Please be kind. These are by no means finished and need your input.
Bluff, Bluster and Bust
London made a bid for independence in 2030 as news that the UK economy slipped from No 4 in 2015 to No 11. This had been preceded in 2029 after the UK Brexit economy finally tanked. The Sun reported the headline “England sick as a Brexit dog”.
The rot had started much much earlier, when Rishi Sunak removed the triple pension lock in 2022. This produced a generation of pensioners that were effectively living on the breadline, unable to support children and grandchildren, selling off their homes to pay for retirement and care homes. This was compounded by stagflation due to Brexit, as wages levelled off and National Insurance increased. Working people struggled to get well-paid jobs. Brexit economists struggled to find diversions to point the finger for Britain’s problems elsewhere but the underlying logic of high structural costs and declining economic activity defined our early years of so-called freedom. Things became so bad in 2024 that some people in UK insist on being paid in Euros.
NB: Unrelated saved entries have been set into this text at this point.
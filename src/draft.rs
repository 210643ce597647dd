use std::sync::{
    Arc,
    atomic::{AtomicUsize, Ordering},
};

use thiserror::Error;
use uuid::Uuid;

use crate::catalog::Project;

/// Hands out preview handles and counts the ones still live. Preview handles
/// stand in for client-side object URLs: they must be released on every exit
/// path or the client leaks memory until page reload.
#[derive(Debug, Clone, Default)]
pub struct PreviewTracker {
    active: Arc<AtomicUsize>,
}

impl PreviewTracker {
    pub fn new() -> Self {
        Self::default()
    }

    pub fn register(&self) -> PreviewHandle {
        self.active.fetch_add(1, Ordering::SeqCst);
        PreviewHandle {
            id: Uuid::new_v4(),
            active: Arc::clone(&self.active),
            released: false,
        }
    }

    /// Number of handles not yet released.
    pub fn active(&self) -> usize {
        self.active.load(Ordering::SeqCst)
    }
}

/// Transient, locally-resolvable display handle for a not-yet-uploaded image.
/// Released explicitly on detach and on draft discard; dropping an unreleased
/// handle releases it as well, so no exit path can leak.
#[derive(Debug)]
pub struct PreviewHandle {
    id: Uuid,
    active: Arc<AtomicUsize>,
    released: bool,
}

impl PreviewHandle {
    pub fn id(&self) -> Uuid {
        self.id
    }

    pub fn release(&mut self) {
        if !self.released {
            self.released = true;
            self.active.fetch_sub(1, Ordering::SeqCst);
        }
    }

    pub fn is_released(&self) -> bool {
        self.released
    }
}

impl Drop for PreviewHandle {
    fn drop(&mut self) {
        self.release();
    }
}

/// Local binary payload attached to a draft before upload.
#[derive(Debug, Clone)]
pub struct AttachedFile {
    pub name: String,
    pub content_type: Option<String>,
    pub bytes: Vec<u8>,
}

#[derive(Debug, Clone, Copy, PartialEq, Eq)]
pub enum ImageStatus {
    Pending,
    Uploading,
    Success,
    Error,
}

/// One image in a draft's gallery. Lifecycle:
/// `Pending -> Uploading -> Success | Error`. Images loaded from a persisted
/// record start in `Success` with a durable URL and no local payload.
#[derive(Debug)]
pub struct DraftImage {
    source: Option<AttachedFile>,
    preview: Option<PreviewHandle>,
    remote_url: Option<String>,
    status: ImageStatus,
}

impl DraftImage {
    pub(crate) fn pending(source: AttachedFile, preview: PreviewHandle) -> Self {
        Self {
            source: Some(source),
            preview: Some(preview),
            remote_url: None,
            status: ImageStatus::Pending,
        }
    }

    pub(crate) fn uploaded(remote_url: String) -> Self {
        Self {
            source: None,
            preview: None,
            remote_url: Some(remote_url),
            status: ImageStatus::Success,
        }
    }

    pub fn status(&self) -> ImageStatus {
        self.status
    }

    pub fn remote_url(&self) -> Option<&str> {
        self.remote_url.as_deref()
    }

    pub fn file_name(&self) -> Option<&str> {
        self.source.as_ref().map(|f| f.name.as_str())
    }

    pub fn preview(&self) -> Option<&PreviewHandle> {
        self.preview.as_ref()
    }

    pub(crate) fn set_status(&mut self, status: ImageStatus) {
        self.status = status;
    }

    pub(crate) fn take_source(&mut self) -> Option<AttachedFile> {
        self.source.take()
    }

    pub(crate) fn restore_source(&mut self, source: AttachedFile) {
        self.source = Some(source);
    }

    pub(crate) fn mark_uploaded(&mut self, remote_url: String) {
        self.remote_url = Some(remote_url);
        self.status = ImageStatus::Success;
    }

    fn release_preview(&mut self) {
        if let Some(preview) = self.preview.as_mut() {
            preview.release();
        }
        self.preview = None;
    }
}

#[derive(Debug, Error)]
pub enum DraftError {
    #[error("no attached image at index {0}")]
    IndexOutOfRange(usize),
}

/// Field-scoped validation failure. Local and recoverable; submission is
/// blocked but nothing touches the network.
#[derive(Debug, Clone, PartialEq, Eq, Error)]
#[error("{field}: {message}")]
pub struct ValidationError {
    pub field: &'static str,
    pub message: &'static str,
}

/// In-memory staging area for a project record being created or edited.
#[derive(Debug, Default)]
pub struct ProjectDraft {
    pub id: Option<String>,
    pub name: String,
    pub description: String,
    pub category: String,
    images: Vec<DraftImage>,
}

impl ProjectDraft {
    pub fn new() -> Self {
        Self::default()
    }

    /// Draft pre-populated from a persisted record. Existing gallery URLs are
    /// loaded as `Success` images, so re-saving without touching them performs
    /// zero uploads.
    pub fn from_record(record: &Project) -> Self {
        Self {
            id: Some(record.id.clone()),
            name: record.name.clone(),
            description: record.description.clone(),
            category: record.category.clone(),
            images: record
                .gallery_images
                .iter()
                .cloned()
                .map(DraftImage::uploaded)
                .collect(),
        }
    }

    pub fn set_name(&mut self, name: impl Into<String>) {
        self.name = name.into();
    }

    pub fn set_description(&mut self, description: impl Into<String>) {
        self.description = description.into();
    }

    pub fn set_category(&mut self, category: impl Into<String>) {
        self.category = category.into();
    }

    /// Appends freshly selected files as `Pending` images, each with its own
    /// preview handle.
    pub fn attach_images(&mut self, files: Vec<AttachedFile>, previews: &PreviewTracker) {
        for file in files {
            let preview = previews.register();
            self.images.push(DraftImage::pending(file, preview));
        }
    }

    /// Appends an already-durable image reference (used when the client sends
    /// back the existing gallery during an edit).
    pub fn attach_uploaded(&mut self, remote_url: impl Into<String>) {
        self.images.push(DraftImage::uploaded(remote_url.into()));
    }

    /// Removes the image at `index`, releasing its preview handle first.
    pub fn detach_image(&mut self, index: usize) -> Result<(), DraftError> {
        if index >= self.images.len() {
            return Err(DraftError::IndexOutOfRange(index));
        }
        self.images[index].release_preview();
        self.images.remove(index);
        Ok(())
    }

    pub fn images(&self) -> &[DraftImage] {
        &self.images
    }

    pub(crate) fn images_mut(&mut self) -> &mut [DraftImage] {
        &mut self.images
    }

    /// Submit-time validation; not run on every keystroke.
    pub fn validate(&self) -> Result<(), ValidationError> {
        if self.name.trim().is_empty() {
            return Err(ValidationError {
                field: "name",
                message: "project name is required",
            });
        }
        if self.description.trim().is_empty() {
            return Err(ValidationError {
                field: "description",
                message: "project description is required",
            });
        }
        if self.images.is_empty() {
            return Err(ValidationError {
                field: "images",
                message: "attach at least one image",
            });
        }
        Ok(())
    }

    /// Discards the draft, releasing every outstanding preview handle.
    pub fn discard(mut self) {
        for image in &mut self.images {
            image.release_preview();
        }
    }
}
The Lugano Convention had still not been signed by 2026 but Britain continued to rely upon services to drive it’s economy, yet Lugano prevented UK from thriving in a post Brexit world. Save for an uptake in food production which happened as a necessity after The Hunger Games in 2022, Britain was broken.
The new EU tax avoidance scheme came into force on January 1st 2022. Brexit supporters started to become angry that it meant that Amazon et al had to pay tax in the countries they operated in within EU countries, whilst Britain became a haven for companies who wished to avoid tax. This meant that people were exploited to even greater levels than before and thus the dream of Brexit became even more distant.
Contributory factors to the decline of Britain as a world economic power began quickly after Brexit with Scottish independence in 2023, Irish unification in 2025 and a decision by Wales to seek independence in 2027. Their economies disappeared too, although Boris Johnson tried to hold back Scottish independence by moving UK public service agencies out of Scotland. Once the contagion began, it was unstoppable with London seeking to make itself a Crown Dependency and Cornwall and The North-East asking for Regional Parliaments.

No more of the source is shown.